PROMPT: Each line of the data below containing "RoleBuyer" needs to be listed.

[Collected data]
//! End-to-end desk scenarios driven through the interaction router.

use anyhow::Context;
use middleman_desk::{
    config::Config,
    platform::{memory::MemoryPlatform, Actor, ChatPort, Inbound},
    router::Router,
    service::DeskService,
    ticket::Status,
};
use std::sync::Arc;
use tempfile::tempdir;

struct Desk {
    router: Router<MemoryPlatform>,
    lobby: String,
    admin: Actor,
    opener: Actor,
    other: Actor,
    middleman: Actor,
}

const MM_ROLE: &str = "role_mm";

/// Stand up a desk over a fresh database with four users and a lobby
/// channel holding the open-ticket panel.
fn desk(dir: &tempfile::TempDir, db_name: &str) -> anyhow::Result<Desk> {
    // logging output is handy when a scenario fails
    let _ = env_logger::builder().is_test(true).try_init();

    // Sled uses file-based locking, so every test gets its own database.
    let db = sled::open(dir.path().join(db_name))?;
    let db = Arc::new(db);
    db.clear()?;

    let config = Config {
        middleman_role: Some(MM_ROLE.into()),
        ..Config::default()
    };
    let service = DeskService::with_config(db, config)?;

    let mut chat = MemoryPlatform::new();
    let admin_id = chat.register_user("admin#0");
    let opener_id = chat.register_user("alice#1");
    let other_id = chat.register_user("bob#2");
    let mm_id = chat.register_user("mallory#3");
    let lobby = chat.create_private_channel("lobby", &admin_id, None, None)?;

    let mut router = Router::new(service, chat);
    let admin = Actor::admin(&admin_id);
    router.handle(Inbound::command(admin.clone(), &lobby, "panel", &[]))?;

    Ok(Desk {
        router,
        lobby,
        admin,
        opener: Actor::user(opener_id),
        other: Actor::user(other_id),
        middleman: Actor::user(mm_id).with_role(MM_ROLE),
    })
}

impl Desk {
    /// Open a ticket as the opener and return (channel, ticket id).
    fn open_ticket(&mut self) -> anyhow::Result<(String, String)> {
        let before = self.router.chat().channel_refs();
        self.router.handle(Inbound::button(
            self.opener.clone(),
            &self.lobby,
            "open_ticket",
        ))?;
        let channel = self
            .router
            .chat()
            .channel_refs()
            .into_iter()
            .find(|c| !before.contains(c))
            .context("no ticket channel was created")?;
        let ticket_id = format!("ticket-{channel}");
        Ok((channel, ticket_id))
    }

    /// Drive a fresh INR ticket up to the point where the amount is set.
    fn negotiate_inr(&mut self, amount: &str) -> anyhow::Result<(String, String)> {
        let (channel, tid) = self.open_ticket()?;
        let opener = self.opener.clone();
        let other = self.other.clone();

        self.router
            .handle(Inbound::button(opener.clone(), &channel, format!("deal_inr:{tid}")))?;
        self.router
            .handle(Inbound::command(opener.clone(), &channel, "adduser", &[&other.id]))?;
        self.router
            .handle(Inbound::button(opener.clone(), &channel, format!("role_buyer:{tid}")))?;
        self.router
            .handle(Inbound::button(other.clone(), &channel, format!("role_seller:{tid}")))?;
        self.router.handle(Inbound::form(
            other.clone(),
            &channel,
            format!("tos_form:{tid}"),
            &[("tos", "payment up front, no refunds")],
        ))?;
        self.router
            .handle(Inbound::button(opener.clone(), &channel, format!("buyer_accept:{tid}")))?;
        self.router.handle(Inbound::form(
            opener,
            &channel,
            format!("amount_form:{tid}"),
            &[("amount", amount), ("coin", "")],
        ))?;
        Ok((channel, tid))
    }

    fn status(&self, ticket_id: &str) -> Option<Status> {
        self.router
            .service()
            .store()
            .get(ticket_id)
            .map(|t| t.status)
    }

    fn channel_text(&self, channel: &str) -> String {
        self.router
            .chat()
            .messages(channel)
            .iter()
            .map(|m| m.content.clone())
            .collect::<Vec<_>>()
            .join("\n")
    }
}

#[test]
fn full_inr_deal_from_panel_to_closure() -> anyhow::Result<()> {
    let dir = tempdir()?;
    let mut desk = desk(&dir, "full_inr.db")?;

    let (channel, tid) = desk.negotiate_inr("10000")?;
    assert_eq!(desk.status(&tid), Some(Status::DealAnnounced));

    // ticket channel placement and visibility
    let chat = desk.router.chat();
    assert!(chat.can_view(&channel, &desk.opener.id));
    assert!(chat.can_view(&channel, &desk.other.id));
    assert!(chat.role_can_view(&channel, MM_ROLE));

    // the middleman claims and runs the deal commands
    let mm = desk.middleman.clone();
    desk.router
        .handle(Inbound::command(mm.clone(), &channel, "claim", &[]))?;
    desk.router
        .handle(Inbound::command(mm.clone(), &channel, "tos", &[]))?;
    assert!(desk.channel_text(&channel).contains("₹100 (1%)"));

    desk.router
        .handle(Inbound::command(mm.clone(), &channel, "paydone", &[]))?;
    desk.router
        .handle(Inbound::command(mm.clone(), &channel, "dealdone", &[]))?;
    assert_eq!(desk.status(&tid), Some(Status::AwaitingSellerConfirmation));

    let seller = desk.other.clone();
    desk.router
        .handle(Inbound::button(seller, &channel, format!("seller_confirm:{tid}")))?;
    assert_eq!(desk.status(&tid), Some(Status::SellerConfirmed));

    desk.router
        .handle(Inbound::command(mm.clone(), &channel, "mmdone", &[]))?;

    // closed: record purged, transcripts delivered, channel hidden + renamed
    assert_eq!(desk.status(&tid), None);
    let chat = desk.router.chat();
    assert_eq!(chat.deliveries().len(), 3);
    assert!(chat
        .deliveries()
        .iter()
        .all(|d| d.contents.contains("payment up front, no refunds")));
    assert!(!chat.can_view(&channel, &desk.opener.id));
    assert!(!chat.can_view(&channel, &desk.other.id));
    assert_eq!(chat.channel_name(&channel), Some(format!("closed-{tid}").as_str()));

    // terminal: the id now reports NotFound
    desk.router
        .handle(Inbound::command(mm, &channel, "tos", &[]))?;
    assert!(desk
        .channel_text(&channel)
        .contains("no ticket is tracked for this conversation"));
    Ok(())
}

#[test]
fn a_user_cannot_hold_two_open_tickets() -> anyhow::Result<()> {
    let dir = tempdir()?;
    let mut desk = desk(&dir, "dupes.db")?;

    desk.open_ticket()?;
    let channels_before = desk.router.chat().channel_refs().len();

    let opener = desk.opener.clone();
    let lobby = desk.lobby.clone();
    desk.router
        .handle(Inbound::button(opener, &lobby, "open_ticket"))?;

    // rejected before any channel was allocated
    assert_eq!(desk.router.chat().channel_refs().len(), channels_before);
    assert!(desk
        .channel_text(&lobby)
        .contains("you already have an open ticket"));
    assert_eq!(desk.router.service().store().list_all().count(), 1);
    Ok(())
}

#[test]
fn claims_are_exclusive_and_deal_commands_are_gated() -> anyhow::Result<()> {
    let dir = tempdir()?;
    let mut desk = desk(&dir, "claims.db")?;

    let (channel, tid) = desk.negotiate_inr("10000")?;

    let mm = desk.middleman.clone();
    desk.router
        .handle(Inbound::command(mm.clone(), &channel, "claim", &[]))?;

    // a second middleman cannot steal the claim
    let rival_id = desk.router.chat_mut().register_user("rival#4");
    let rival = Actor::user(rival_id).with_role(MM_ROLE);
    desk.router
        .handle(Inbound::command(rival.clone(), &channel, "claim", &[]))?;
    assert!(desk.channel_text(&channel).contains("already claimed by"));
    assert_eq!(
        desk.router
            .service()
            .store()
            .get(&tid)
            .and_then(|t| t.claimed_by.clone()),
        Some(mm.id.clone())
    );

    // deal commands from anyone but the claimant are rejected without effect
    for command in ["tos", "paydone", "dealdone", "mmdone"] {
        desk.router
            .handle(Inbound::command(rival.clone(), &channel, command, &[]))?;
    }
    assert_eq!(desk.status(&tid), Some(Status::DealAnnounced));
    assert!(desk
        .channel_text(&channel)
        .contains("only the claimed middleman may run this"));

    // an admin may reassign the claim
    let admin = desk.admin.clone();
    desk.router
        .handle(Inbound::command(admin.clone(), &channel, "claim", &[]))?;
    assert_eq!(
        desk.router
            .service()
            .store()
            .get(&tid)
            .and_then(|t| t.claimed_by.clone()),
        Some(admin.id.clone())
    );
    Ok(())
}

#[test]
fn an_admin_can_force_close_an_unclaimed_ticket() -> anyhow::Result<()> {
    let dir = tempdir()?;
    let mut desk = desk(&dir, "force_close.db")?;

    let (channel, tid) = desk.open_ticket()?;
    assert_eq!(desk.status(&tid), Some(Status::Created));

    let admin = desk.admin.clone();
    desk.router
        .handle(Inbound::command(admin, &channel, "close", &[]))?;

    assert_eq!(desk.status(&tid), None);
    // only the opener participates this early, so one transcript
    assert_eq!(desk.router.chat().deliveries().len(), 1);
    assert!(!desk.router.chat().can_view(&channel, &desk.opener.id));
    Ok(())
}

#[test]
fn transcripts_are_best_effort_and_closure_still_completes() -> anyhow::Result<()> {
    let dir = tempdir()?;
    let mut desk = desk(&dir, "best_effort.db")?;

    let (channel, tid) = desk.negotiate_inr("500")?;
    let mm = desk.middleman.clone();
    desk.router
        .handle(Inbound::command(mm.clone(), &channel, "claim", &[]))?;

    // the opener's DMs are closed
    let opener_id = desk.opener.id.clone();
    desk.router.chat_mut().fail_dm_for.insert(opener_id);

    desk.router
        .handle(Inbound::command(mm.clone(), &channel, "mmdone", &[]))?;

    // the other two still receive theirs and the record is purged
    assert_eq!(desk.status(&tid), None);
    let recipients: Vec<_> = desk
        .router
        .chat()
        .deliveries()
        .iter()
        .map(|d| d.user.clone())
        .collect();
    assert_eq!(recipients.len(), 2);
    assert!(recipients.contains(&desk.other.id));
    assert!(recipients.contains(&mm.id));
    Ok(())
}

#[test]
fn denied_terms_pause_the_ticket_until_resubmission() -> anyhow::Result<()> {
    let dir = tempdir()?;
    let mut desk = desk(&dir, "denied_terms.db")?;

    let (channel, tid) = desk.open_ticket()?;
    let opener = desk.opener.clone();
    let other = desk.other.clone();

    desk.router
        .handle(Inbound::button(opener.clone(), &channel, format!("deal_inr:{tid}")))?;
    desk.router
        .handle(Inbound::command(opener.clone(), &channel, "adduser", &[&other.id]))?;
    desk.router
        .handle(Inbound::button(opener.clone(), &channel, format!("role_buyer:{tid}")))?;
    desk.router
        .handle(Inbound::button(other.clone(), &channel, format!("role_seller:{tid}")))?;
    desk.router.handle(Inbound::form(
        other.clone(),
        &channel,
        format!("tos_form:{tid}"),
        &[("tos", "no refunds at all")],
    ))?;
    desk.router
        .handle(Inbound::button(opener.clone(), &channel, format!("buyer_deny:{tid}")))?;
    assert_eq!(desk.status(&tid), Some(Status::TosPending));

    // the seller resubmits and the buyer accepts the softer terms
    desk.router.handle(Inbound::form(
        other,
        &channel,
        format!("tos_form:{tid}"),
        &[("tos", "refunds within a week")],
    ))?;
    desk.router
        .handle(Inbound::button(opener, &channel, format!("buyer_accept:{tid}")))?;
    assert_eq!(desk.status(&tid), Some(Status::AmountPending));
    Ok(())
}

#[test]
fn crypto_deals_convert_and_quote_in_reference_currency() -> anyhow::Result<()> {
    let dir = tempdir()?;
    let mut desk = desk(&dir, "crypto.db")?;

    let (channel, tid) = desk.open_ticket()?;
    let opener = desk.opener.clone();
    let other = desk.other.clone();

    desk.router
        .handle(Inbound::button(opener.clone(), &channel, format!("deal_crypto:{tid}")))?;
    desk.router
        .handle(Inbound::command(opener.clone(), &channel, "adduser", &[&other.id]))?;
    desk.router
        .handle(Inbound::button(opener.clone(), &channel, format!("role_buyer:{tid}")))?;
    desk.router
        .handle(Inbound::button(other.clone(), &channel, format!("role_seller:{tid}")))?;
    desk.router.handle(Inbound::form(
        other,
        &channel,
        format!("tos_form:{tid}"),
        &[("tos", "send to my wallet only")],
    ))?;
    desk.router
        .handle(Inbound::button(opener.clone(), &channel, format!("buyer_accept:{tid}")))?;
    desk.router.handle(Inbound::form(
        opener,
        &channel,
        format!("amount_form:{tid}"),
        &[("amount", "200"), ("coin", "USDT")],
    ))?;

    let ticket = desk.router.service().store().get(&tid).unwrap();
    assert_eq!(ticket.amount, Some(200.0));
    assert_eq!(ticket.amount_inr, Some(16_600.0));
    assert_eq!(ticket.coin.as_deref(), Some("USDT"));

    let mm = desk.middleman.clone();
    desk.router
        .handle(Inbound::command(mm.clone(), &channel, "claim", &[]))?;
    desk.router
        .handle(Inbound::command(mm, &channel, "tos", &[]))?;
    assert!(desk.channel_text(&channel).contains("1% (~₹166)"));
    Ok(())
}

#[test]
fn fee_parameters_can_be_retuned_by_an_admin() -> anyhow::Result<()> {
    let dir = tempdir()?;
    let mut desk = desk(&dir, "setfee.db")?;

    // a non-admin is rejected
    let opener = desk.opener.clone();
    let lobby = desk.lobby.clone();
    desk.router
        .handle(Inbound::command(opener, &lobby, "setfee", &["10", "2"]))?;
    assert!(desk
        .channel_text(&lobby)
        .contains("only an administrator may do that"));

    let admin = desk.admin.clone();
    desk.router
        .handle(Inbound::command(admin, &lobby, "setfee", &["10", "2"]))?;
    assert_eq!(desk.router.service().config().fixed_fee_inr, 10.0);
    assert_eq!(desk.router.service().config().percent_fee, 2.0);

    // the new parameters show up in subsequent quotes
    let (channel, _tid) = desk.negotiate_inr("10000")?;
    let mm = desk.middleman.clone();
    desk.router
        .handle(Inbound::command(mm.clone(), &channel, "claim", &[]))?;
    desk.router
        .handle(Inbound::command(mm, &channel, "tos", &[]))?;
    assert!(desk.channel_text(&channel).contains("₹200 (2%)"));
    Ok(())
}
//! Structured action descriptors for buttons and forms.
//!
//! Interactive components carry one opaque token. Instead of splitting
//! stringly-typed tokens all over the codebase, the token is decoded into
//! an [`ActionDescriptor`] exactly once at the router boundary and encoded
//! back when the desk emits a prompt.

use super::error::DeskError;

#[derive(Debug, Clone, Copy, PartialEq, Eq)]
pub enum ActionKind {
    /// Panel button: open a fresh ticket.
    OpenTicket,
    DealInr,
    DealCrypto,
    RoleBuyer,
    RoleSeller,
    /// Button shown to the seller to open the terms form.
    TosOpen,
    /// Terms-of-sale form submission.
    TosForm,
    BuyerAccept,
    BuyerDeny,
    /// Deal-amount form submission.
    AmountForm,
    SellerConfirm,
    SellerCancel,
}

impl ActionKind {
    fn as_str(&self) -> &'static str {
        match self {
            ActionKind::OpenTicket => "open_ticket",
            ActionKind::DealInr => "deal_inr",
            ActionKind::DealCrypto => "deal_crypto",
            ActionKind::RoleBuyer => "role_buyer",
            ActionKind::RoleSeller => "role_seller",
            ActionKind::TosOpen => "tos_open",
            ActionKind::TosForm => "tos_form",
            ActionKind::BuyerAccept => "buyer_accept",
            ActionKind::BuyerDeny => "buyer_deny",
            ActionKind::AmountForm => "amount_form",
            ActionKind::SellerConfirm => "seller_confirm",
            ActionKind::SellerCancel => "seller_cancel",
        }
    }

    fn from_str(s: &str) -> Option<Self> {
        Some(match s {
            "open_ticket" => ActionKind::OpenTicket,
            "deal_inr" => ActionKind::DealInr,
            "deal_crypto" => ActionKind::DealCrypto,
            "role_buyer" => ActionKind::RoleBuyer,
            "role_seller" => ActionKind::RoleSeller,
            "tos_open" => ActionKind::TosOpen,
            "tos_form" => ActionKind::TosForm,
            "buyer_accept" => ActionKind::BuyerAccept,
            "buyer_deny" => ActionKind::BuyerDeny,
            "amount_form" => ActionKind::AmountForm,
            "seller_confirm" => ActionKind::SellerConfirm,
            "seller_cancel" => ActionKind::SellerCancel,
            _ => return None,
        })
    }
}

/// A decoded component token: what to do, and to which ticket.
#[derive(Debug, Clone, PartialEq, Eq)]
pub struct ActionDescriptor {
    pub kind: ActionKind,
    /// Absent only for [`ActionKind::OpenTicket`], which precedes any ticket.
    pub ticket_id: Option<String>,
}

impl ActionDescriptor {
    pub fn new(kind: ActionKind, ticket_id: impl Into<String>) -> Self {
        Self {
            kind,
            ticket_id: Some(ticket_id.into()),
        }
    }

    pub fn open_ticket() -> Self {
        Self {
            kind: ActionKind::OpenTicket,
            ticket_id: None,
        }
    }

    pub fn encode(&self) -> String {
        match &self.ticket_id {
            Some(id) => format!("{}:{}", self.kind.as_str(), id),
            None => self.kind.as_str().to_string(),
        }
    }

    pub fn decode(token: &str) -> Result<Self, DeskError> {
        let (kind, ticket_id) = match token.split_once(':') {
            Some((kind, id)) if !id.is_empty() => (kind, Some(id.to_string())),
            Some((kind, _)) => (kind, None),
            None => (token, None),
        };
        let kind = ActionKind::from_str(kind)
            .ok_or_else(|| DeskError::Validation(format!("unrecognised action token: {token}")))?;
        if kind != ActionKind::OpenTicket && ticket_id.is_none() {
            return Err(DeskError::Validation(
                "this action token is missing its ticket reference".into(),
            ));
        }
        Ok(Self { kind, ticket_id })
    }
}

ANSWER TO THIS EXERCISE:
    RoleBuyer,
            ActionKind::RoleBuyer => "role_buyer",
            "role_buyer" => ActionKind::RoleBuyer,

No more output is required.